Para algumas pessoas confinadas, o banheiro se tornou o único local dentro de casa onde se tem a possibilidade de ficar a sós. De chorar sem levantar suspeitas ou preocupações nos demais, de comemorar ou lamentar algo que ainda não quer dividir com o restante da casa, de deitar um pouquinho e ficar assim parado pensando em nada sem chamar a atenção e ter que se explicar.
Até outro dia, tínhamos a rua para fazer isso. O andar ao léu, o banco da igreja até para os nada religiosos, ou o da praça sempre serviram para esse fim, além dos óbvios que lhes competem.
Pensar com seus botões de maneira despretensiosa e sem pressa ou ainda o meio-fio, o ponto do ônibus, qualquer lugar nos servia para conversar sem falar nada que fosse audível, sem ter um interlocutor ou alguém para interromper o raciocínio ou o nada em mente. Lugares onde se podia colocar uns óculos escuros capazes de esconder as lágrimas ou pouco se importar, pois não era necessário dar satisfação a quem estivesse pouco se lixando para o que se passava.
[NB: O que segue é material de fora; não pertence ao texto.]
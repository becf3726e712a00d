use std::fmt::Debug;

use log::*;

use crate::{
    db::traits::RecordStore,
    db_types::ChangeEvent,
    ne_api::order_objects::DispatchSummary,
    traits::NotificationSink,
    validation::NotificationPayload,
};

/// `DispatchApi` turns record creations from the change feed into notifications.
///
/// For each creation entry the notification status goes through exactly one transition: `Pending -> Notified` when
/// the sink accepts the message, or `Pending -> Failed` when it does not. Failed notifications are not retried.
///
/// Change feed delivery is at-least-once, so the same creation entry can arrive more than once. Before sending, the
/// current record is checked, and if a flag is already set the entry is skipped. A redelivery that races ahead of
/// the first delivery's write-back can still produce a second message; that is accepted.
pub struct DispatchApi<R, N> {
    store: R,
    sink: N,
}

impl<R, N> Debug for DispatchApi<R, N> {
    fn fmt(&self, f: &mut std::fmt::Formatter<'_>) -> std::fmt::Result {
        write!(f, "DispatchApi")
    }
}

impl<R, N> DispatchApi<R, N> {
    pub fn new(store: R, sink: N) -> Self {
        Self { store, sink }
    }

    pub fn store(&self) -> &R {
        &self.store
    }

    pub fn sink(&self) -> &N {
        &self.sink
    }
}

impl<R, N> DispatchApi<R, N>
where
    R: RecordStore,
    N: NotificationSink,
{
    /// Processes a batch of change feed entries in order. Only creation entries are acted on; updates (including the
    /// flag write-backs made here) and removals are ignored. A failure on one entry never stops the rest of the batch.
    pub async fn dispatch_batch(&self, events: &[ChangeEvent]) -> DispatchSummary {
        let mut summary = DispatchSummary::default();
        for event in events {
            if !event.is_insert() {
                trace!("📨️ Ignoring {} entry #{} for order {}", event.event_type, event.sequence, event.order_id);
                summary.ignored += 1;
                continue;
            }
            self.dispatch_creation(event, &mut summary).await;
        }
        if summary.attempts() > 0 || summary.errors > 0 {
            info!("📨️ Batch of {} entries dispatched. {summary}", events.len());
        }
        summary
    }

    async fn dispatch_creation(&self, event: &ChangeEvent, summary: &mut DispatchSummary) {
        let payload = match NotificationPayload::try_from(event) {
            Ok(p) => p,
            Err(e) => {
                error!("📨️ Cannot dispatch entry #{}. {e}", event.sequence);
                summary.errors += 1;
                return;
            },
        };
        info!("📨️ Got a new order! {payload}");
        match self.store.fetch_order(&payload.order_id).await {
            Ok(Some(record)) if record.is_handled() => {
                info!(
                    "📨️ Order {} is already {}. Entry #{} is a redelivery and will not be sent again.",
                    payload.order_id,
                    record.notification_status(),
                    event.sequence
                );
                summary.already_handled += 1;
                return;
            },
            Ok(Some(_)) => {},
            Ok(None) => {
                warn!("📨️ Order {} is no longer stored. Notifying from the feed image.", payload.order_id);
            },
            Err(e) => {
                warn!("📨️ Could not check the flags for order {}. Notifying anyway. {e}", payload.order_id);
            },
        }
        match self.sink.send_message(&payload.message()).await {
            Ok(()) => {
                info!("📨️ Notification for order {} was delivered", payload.order_id);
                summary.notified += 1;
                if let Err(e) = self.store.mark_notified(&payload.order_id).await {
                    error!("📨️ Order {} was notified, but the flag could not be saved. {e}", payload.order_id);
                    summary.errors += 1;
                }
            },
            Err(e) => {
                error!("📨️ Notification for order {} failed. {e}", payload.order_id);
                summary.failed += 1;
                if let Err(e) = self.store.mark_failed(&payload.order_id).await {
                    error!("📨️ Could not flag order {} as failed. {e}", payload.order_id);
                    summary.errors += 1;
                }
            },
        }
    }
}

#[cfg(test)]
mod test {
    use super::*;
    use crate::{
        db_types::{ChangeType, OrderId},
        test_utils::{
            doubles::{source_items, source_order, RecordingSink},
            prepare_env::{new_test_database, tear_down},
        },
        validation::build_order_record,
        ChangeFeed,
        SqliteDatabase,
    };

    async fn record_order(db: &SqliteDatabase, order_id: &str, asin: &str, qty: u32) {
        let record = build_order_record(&source_order(order_id, "Unshipped"), &source_items(&[(asin, qty)])).unwrap();
        assert!(db.insert_if_absent(record).await.unwrap().was_inserted());
    }

    #[tokio::test]
    async fn only_creations_are_sent() {
        let db = new_test_database().await;
        record_order(&db, "A1", "B2", 3).await;
        record_order(&db, "A2", "B7", 1).await;
        let changes = db.fetch_changes(0, 10).await.unwrap();
        assert_eq!(changes.len(), 2);
        let mut update = changes[0].clone();
        update.event_type = ChangeType::Modify;
        let batch = vec![changes[0].clone(), update, changes[1].clone()];

        let sink = RecordingSink::new();
        let api = DispatchApi::new(db.clone(), sink.clone());
        let summary = api.dispatch_batch(&batch).await;
        assert_eq!(summary.attempts(), 2);
        assert_eq!(summary.ignored, 1);
        assert_eq!(sink.messages(), vec!["New order for 3 x B2 (A1)", "New order for 1 x B7 (A2)"]);
        tear_down(db).await;
    }

    #[tokio::test]
    async fn accepted_message_sets_notified() {
        let db = new_test_database().await;
        record_order(&db, "A1", "B2", 3).await;
        let changes = db.fetch_changes(0, 10).await.unwrap();
        let api = DispatchApi::new(db.clone(), RecordingSink::new());
        let summary = api.dispatch_batch(&changes).await;
        assert_eq!(summary.notified, 1);
        assert_eq!(summary.errors, 0);
        let record = db.fetch_order(&OrderId::new("A1")).await.unwrap().unwrap();
        assert!(record.notified);
        assert!(!record.failed);
        tear_down(db).await;
    }

    #[tokio::test]
    async fn rejected_message_sets_failed() {
        let db = new_test_database().await;
        record_order(&db, "A1", "B2", 3).await;
        let changes = db.fetch_changes(0, 10).await.unwrap();
        let sink = RecordingSink::new();
        sink.reject_with(500);
        let api = DispatchApi::new(db.clone(), sink.clone());
        let summary = api.dispatch_batch(&changes).await;
        assert_eq!(summary.failed, 1);
        assert_eq!(sink.attempts(), 1);
        let record = db.fetch_order(&OrderId::new("A1")).await.unwrap().unwrap();
        assert!(!record.notified);
        assert!(record.failed);
        let failed = db.fetch_failed_orders().await.unwrap();
        assert_eq!(failed.len(), 1);
        assert_eq!(failed[0].order_id, OrderId::new("A1"));
        tear_down(db).await;
    }

    #[tokio::test]
    async fn unreachable_sink_sets_failed() {
        let db = new_test_database().await;
        record_order(&db, "A1", "B2", 3).await;
        let changes = db.fetch_changes(0, 10).await.unwrap();
        let sink = RecordingSink::new();
        sink.fail_transport();
        let api = DispatchApi::new(db.clone(), sink.clone());
        let summary = api.dispatch_batch(&changes).await;
        assert_eq!(summary.failed, 1);
        assert_eq!(summary.notified, 0);
        assert_eq!(summary.errors, 0);
        assert_eq!(sink.attempts(), 1);
        let record = db.fetch_order(&OrderId::new("A1")).await.unwrap().unwrap();
        assert!(!record.notified);
        assert!(record.failed);
        tear_down(db).await;
    }

    #[tokio::test]
    async fn redelivery_is_not_sent_again() {
        let db = new_test_database().await;
        record_order(&db, "A1", "B2", 3).await;
        let creation = db.fetch_changes(0, 10).await.unwrap();
        let sink = RecordingSink::new();
        let api = DispatchApi::new(db.clone(), sink.clone());
        api.dispatch_batch(&creation).await;
        let summary = api.dispatch_batch(&creation).await;
        assert_eq!(summary.already_handled, 1);
        assert_eq!(summary.attempts(), 0);
        assert_eq!(sink.attempts(), 1);
        tear_down(db).await;
    }

    #[tokio::test]
    async fn write_backs_are_ignored_by_the_next_batch() {
        let db = new_test_database().await;
        record_order(&db, "A1", "B2", 3).await;
        let first = db.fetch_changes(0, 10).await.unwrap();
        let sink = RecordingSink::new();
        let api = DispatchApi::new(db.clone(), sink.clone());
        api.dispatch_batch(&first).await;
        let next = db.fetch_changes(first[0].sequence, 10).await.unwrap();
        assert_eq!(next.len(), 1);
        assert_eq!(next[0].event_type, ChangeType::Modify);
        let summary = api.dispatch_batch(&next).await;
        assert_eq!(summary.ignored, 1);
        assert_eq!(sink.attempts(), 1);
        tear_down(db).await;
    }

    #[tokio::test]
    async fn bad_entries_do_not_stop_the_batch() {
        let db = new_test_database().await;
        record_order(&db, "A1", "B2", 3).await;
        let mut changes = db.fetch_changes(0, 10).await.unwrap();
        let mut no_image = changes[0].clone();
        no_image.new_image = None;
        let mut vanished = changes[0].clone();
        vanished.order_id = OrderId::new("Z9");
        if let Some(image) = vanished.new_image.as_mut() {
            image.order_id = OrderId::new("Z9");
        }
        changes.insert(0, vanished);
        changes.insert(0, no_image);

        let sink = RecordingSink::new();
        let api = DispatchApi::new(db.clone(), sink.clone());
        let summary = api.dispatch_batch(&changes).await;
        // The missing image is an error, and Z9 is sent but cannot be flagged
        assert_eq!(summary.errors, 2);
        assert_eq!(summary.notified, 2);
        assert_eq!(sink.messages(), vec!["New order for 3 x B2 (Z9)", "New order for 3 x B2 (A1)"]);
        assert!(db.fetch_order(&OrderId::new("A1")).await.unwrap().unwrap().notified);
        tear_down(db).await;
    }
}
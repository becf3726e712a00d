use order_notifier_engine::db_types::{NotificationStatus, OrderId, OrderRecord};
use serde::{Deserialize, Serialize};

/// A stored order without the raw marketplace documents.
#[derive(Debug, Clone, Serialize, Deserialize)]
pub struct OrderSummary {
    pub order_id: OrderId,
    pub purchase_date: String,
    pub product_asin: String,
    pub order_qty: i64,
    pub status: NotificationStatus,
    pub recorded_at: String,
}

impl From<&OrderRecord> for OrderSummary {
    fn from(record: &OrderRecord) -> Self {
        Self {
            order_id: record.order_id.clone(),
            purchase_date: record.purchase_date.to_rfc3339(),
            product_asin: record.product_asin.clone(),
            order_qty: record.order_qty,
            status: record.notification_status(),
            recorded_at: record.created_at.to_rfc3339(),
        }
    }
}

#[derive(Debug, Clone, Serialize, Deserialize)]
pub struct FailedOrders {
    pub count: usize,
    pub orders: Vec<OrderSummary>,
}

impl FailedOrders {
    pub fn new(records: &[OrderRecord]) -> Self {
        let orders = records.iter().map(OrderSummary::from).collect::<Vec<_>>();
        Self { count: orders.len(), orders }
    }
}
use actix_web::{
    error::ResponseError,
    http::{header::ContentType, StatusCode},
    HttpResponse,
};
use order_notifier_engine::{RecordStoreError, SqliteDatabaseError};
use thiserror::Error;

#[derive(Debug, Error)]
pub enum ServerError {
    #[error("Could not initialize server. {0}")]
    InitializeError(String),
    #[error("An error occurred on the backend of the server. {0}")]
    BackendError(String),
    #[error("An I/O error happened in the server. {0}")]
    IOError(#[from] std::io::Error),
    #[error("UnspecifiedError. {0}")]
    Unspecified(String),
    #[error("The data was not found. {0}")]
    NoRecordFound(String),
}

impl ResponseError for ServerError {
    fn status_code(&self) -> StatusCode {
        match self {
            Self::InitializeError(_) => StatusCode::INTERNAL_SERVER_ERROR,
            Self::BackendError(_) => StatusCode::INTERNAL_SERVER_ERROR,
            Self::IOError(_) => StatusCode::INTERNAL_SERVER_ERROR,
            Self::Unspecified(_) => StatusCode::INTERNAL_SERVER_ERROR,
            Self::NoRecordFound(_) => StatusCode::NOT_FOUND,
        }
    }

    fn error_response(&self) -> HttpResponse {
        HttpResponse::build(self.status_code())
            .insert_header(ContentType::json())
            .body(serde_json::json!({ "error": self.to_string() }).to_string())
    }
}

impl From<RecordStoreError> for ServerError {
    fn from(e: RecordStoreError) -> Self {
        match e {
            RecordStoreError::OrderNotFound(id) => Self::NoRecordFound(format!("Order {id}")),
            e => Self::BackendError(e.to_string()),
        }
    }
}

impl From<SqliteDatabaseError> for ServerError {
    fn from(e: SqliteDatabaseError) -> Self {
        Self::InitializeError(format!("Database error: {e}"))
    }
}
“No banheiro eu fico em paz”, ouvi de uma mulher, “até porque é o único cômodo em minha casa que tem chave e as pessoas não desconfiam se eu trancar a porta. É o máximo que consigo de intimidade”. Agora obrigada a dividir a casa com o sogro e a sogra, com quem nunca se deu bem, porque “seria desumano deixá-los vivendo sozinhos em meio a esta pandemia”, sempre que se sente sufocada ela corre para lá.
Já ganhou fama de ser excessivamente higiênica, pois muitas vezes liga o chuveiro a fim de justificar ficar trancada lá dentro por muito tempo. Quanta ironia! Quem diria que o cômodo considerado mais contaminado da casa fosse se tornar um belo refúgio em tempos de álcool em gel e muita água e sabão.
Lembro-me de que quando criança não podia ver minha mãe chorando que, antes mesmo de saber as razões daquelas lágrimas, eu também começava a chorar. Não suportava vê-la sofrendo; afinal, se ela estava mal, o mundo para mim estaria ainda pior. Se ela não estava dando conta, o que seria de mim?
Agora, nos vemos obrigados a dividir espaços e sentimentos com mais frequência e pessoas. Talvez esse seja um dos treinamentos nos propostos pela pandemia, num momento em que estávamos caminhando para uma maior introspecção alimentada pela necessidade de aparentar ser alguém que não éramos e ao mesmo tempo não estávamos conseguindo sustentar.